The Tennessee House of Representatives passed SB 2118 by a unanimous 93-0 vote on Thursday. It requires “referees or officiates of interscholastic athletic events to submit to a criminal background investigation and provide a fingerprint sample.”
Sen. Jim Tracy, R-Shelbyville, the sponsor of the bill, highlighted that the bill was for school-sponsored events. That means the law will affect officials of high school and middle school events.
The Tennessee Secondary Schools Athletic Association’s Board of Control recently voted to require background checks for those who officiated their sanctioned events.
Governor Bill Haslam has 10 days to sign or veto the bill. If no action is taken in that time, the bill becomes a law without his signature.
Background checks became an issue in September when the TSSAA suspended former official Kyle Gill after an incident involving a Glencliff football player.
Gill collided with Glencliff senior defensive back Malcolm Easley and deemed the hit on him to be “malicious” when asked by The Tennessean.

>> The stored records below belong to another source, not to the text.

//! Conversion of annotation rows into renderable vertex/hole records.
//!
//! # Labels
//!
//! | Options                  | Label                    |
//! |--------------------------|--------------------------|
//! | `label_prefix` set       | `{prefix}_{contour_id}`  |
//! | `label_column` on row    | `{value}_{contour_id}`   |
//! | neither                  | `{contour_id}`           |
//!
//! Parts of a multipolygon with more than one part get `_{index}` appended.

use serde::Serialize;
use tracing::debug;

use super::geometry::{open_ring, Coord, Geometry, Polygon};
use super::table::AnnotationTable;

/// Default crop region edge, in level-0 pixels.
pub const DEFAULT_CROP_EXTENT: f64 = 16000.0;

/// Tallest viewport accepted from the cell viewer.
pub const MAX_VIEWPORT_HEIGHT: i64 = 4000;

// =============================================================================
// Crop Region
// =============================================================================

/// Axis-aligned selection rectangle `[x_beg, y_beg, x_end, y_end]`.
#[derive(Debug, Clone, Copy, PartialEq)]
pub struct CropRegion {
    pub x_beg: f64,
    pub y_beg: f64,
    pub x_end: f64,
    pub y_end: f64,
}

impl Default for CropRegion {
    fn default() -> Self {
        Self::new(0.0, 0.0, DEFAULT_CROP_EXTENT, DEFAULT_CROP_EXTENT)
    }
}

impl CropRegion {
    pub fn new(x_beg: f64, y_beg: f64, x_end: f64, y_end: f64) -> Self {
        Self {
            x_beg,
            y_beg,
            x_end,
            y_end,
        }
    }

    /// Region for a viewer viewport at `(x, y)` of size `w` x `h`.
    ///
    /// The origin is clamped to non-negative values, the height to
    /// [`MAX_VIEWPORT_HEIGHT`] and the width to twice the height.
    pub fn from_viewport(x: i64, y: i64, w: i64, h: i64) -> Self {
        let x = x.max(0);
        let y = y.max(0);
        let h = h.min(MAX_VIEWPORT_HEIGHT);
        let w = w.min(h.saturating_mul(2));
        Self::new(
            x as f64,
            y as f64,
            x.saturating_add(w) as f64,
            y.saturating_add(h) as f64,
        )
    }

    /// Whether the region is inverted on either axis (selects nothing).
    pub fn is_empty(&self) -> bool {
        !(self.x_beg <= self.x_end && self.y_beg <= self.y_end)
    }
}

// =============================================================================
// Options and Records
// =============================================================================

/// Options for [`extract`].
#[derive(Debug, Clone, Default, PartialEq)]
pub struct ExtractOptions {
    /// Overrides any column-derived label
    pub label_prefix: Option<String>,

    /// Column whose value prefixes the label
    pub label_column: Option<String>,

    pub crop_region: CropRegion,

    /// Emit each polygon's centroid instead of its rings
    pub only_center: bool,
}

/// One renderable polygon.
#[derive(Debug, Clone, PartialEq, Serialize)]
pub struct GeometryRecord {
    pub vertices: Vec<Coord>,

    pub label: String,

    #[serde(skip_serializing_if = "Option::is_none")]
    pub holes: Option<Vec<Vec<Coord>>>,
}

/// Response body of the annotation endpoints.
#[derive(Debug, Clone, PartialEq, Serialize)]
pub struct AnnotationResponse {
    pub boxes: Vec<GeometryRecord>,
}

impl From<Vec<GeometryRecord>> for AnnotationResponse {
    fn from(boxes: Vec<GeometryRecord>) -> Self {
        Self { boxes }
    }
}

// =============================================================================
// Extraction
// =============================================================================

/// Convert the rows of `table` touching the crop region into records.
pub fn extract(table: &AnnotationTable, options: &ExtractOptions) -> Vec<GeometryRecord> {
    let selected = table.intersecting(&options.crop_region);
    debug!(
        "Extracting {} of {} annotation rows in {:?}",
        selected.len(),
        table.len(),
        options.crop_region
    );

    let mut records = Vec::new();
    for (index, row) in selected {
        if row.geometry.is_empty() {
            continue;
        }

        let contour_id = row.contour_id.unwrap_or(index as i64);
        let column_value = options
            .label_column
            .as_deref()
            .and_then(|name| row.column(name));
        let label = row_label(contour_id, column_value, options);

        match &row.geometry {
            Geometry::Polygon(polygon) => {
                records.extend(polygon_record(polygon, label, options.only_center));
            }
            Geometry::MultiPolygon(parts) => {
                let suffixed = parts.len() > 1;
                for (i, polygon) in parts.iter().enumerate() {
                    let label = if suffixed {
                        format!("{}_{}", label, i)
                    } else {
                        label.clone()
                    };
                    records.extend(polygon_record(polygon, label, options.only_center));
                }
            }
        }
    }
    records
}

fn row_label(contour_id: i64, column_value: Option<&str>, options: &ExtractOptions) -> String {
    if let Some(ref prefix) = options.label_prefix {
        return format!("{}_{}", prefix, contour_id);
    }
    match column_value {
        Some(value) => format!("{}_{}", value, contour_id),
        None => contour_id.to_string(),
    }
}

/// Record for one polygon, or `None` if it is empty.
fn polygon_record(polygon: &Polygon, label: String, only_center: bool) -> Option<GeometryRecord> {
    if polygon.is_empty() {
        return None;
    }

    if only_center {
        let center = polygon.centroid()?;
        return Some(GeometryRecord {
            vertices: vec![center],
            label,
            holes: None,
        });
    }

    let vertices = open_ring(polygon.exterior()).to_vec();
    let holes: Vec<Vec<Coord>> = polygon
        .interiors()
        .iter()
        .map(|ring| open_ring(ring).to_vec())
        .filter(|ring| !ring.is_empty())
        .collect();

    Some(GeometryRecord {
        vertices,
        label,
        holes: if holes.is_empty() { None } else { Some(holes) },
    })
}
//! Deep Zoom Image (DZI) descriptor.
//!
//! Deep Zoom numbers levels from 0 (a 1x1 image) up to full resolution at
//! `ceil(log2(max(width, height)))`, halving dimensions (rounding up) at each
//! step down.

use super::encoder::TileFormat;

/// Generate the DZI XML descriptor for a slide.
///
/// # Example Output
///
/// ```xml
/// <?xml version="1.0" encoding="UTF-8"?>
/// <Image xmlns="http://schemas.microsoft.com/deepzoom/2008"
///        TileSize="254"
///        Overlap="1"
///        Format="jpeg">
///   <Size Width="46920" Height="33600" />
/// </Image>
/// ```
pub fn generate_dzi_xml(
    width: u32,
    height: u32,
    tile_size: u32,
    overlap: u32,
    format: TileFormat,
) -> String {
    format!(
        r#"<?xml version="1.0" encoding="UTF-8"?>
<Image xmlns="http://schemas.microsoft.com/deepzoom/2008"
       TileSize="{tile_size}"
       Overlap="{overlap}"
       Format="{format}">
  <Size Width="{width}" Height="{height}" />
</Image>"#
    )
}

/// Number of Deep Zoom levels for an image of the given size.
pub fn dzi_level_count(width: u32, height: u32) -> usize {
    let mut max_dim = width.max(height).max(1);
    let mut levels = 1;
    while max_dim > 1 {
        max_dim = max_dim.div_ceil(2);
        levels += 1;
    }
    levels
}

/// Dimensions of Deep Zoom `level`, or `None` past full resolution.
pub fn dzi_level_dimensions(width: u32, height: u32, level: usize) -> Option<(u32, u32)> {
    let count = dzi_level_count(width, height);
    if level >= count {
        return None;
    }

    let (mut w, mut h) = (width.max(1), height.max(1));
    for _ in level + 1..count {
        w = w.div_ceil(2);
        h = h.div_ceil(2);
    }
    Some((w, h))
}

/// Tile grid (columns, rows) of a level of the given dimensions.
pub fn tile_grid((width, height): (u32, u32), tile_size: u32) -> (u32, u32) {
    let tile_size = tile_size.max(1);
    (width.div_ceil(tile_size), height.div_ceil(tile_size))
}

After Gill spoke out on the incident, the TSSAA suspended him when it was discovered Gill had not fully disclosed his criminal history when being vetted for the job.
On Thursday the House praised the TSSAA for the move.
“I would like to commend the TSSAA for being proactive,” said Rep. John Forgety, R-Athens, at the General Assembly. “They are already implementing a program to implement this background check information.”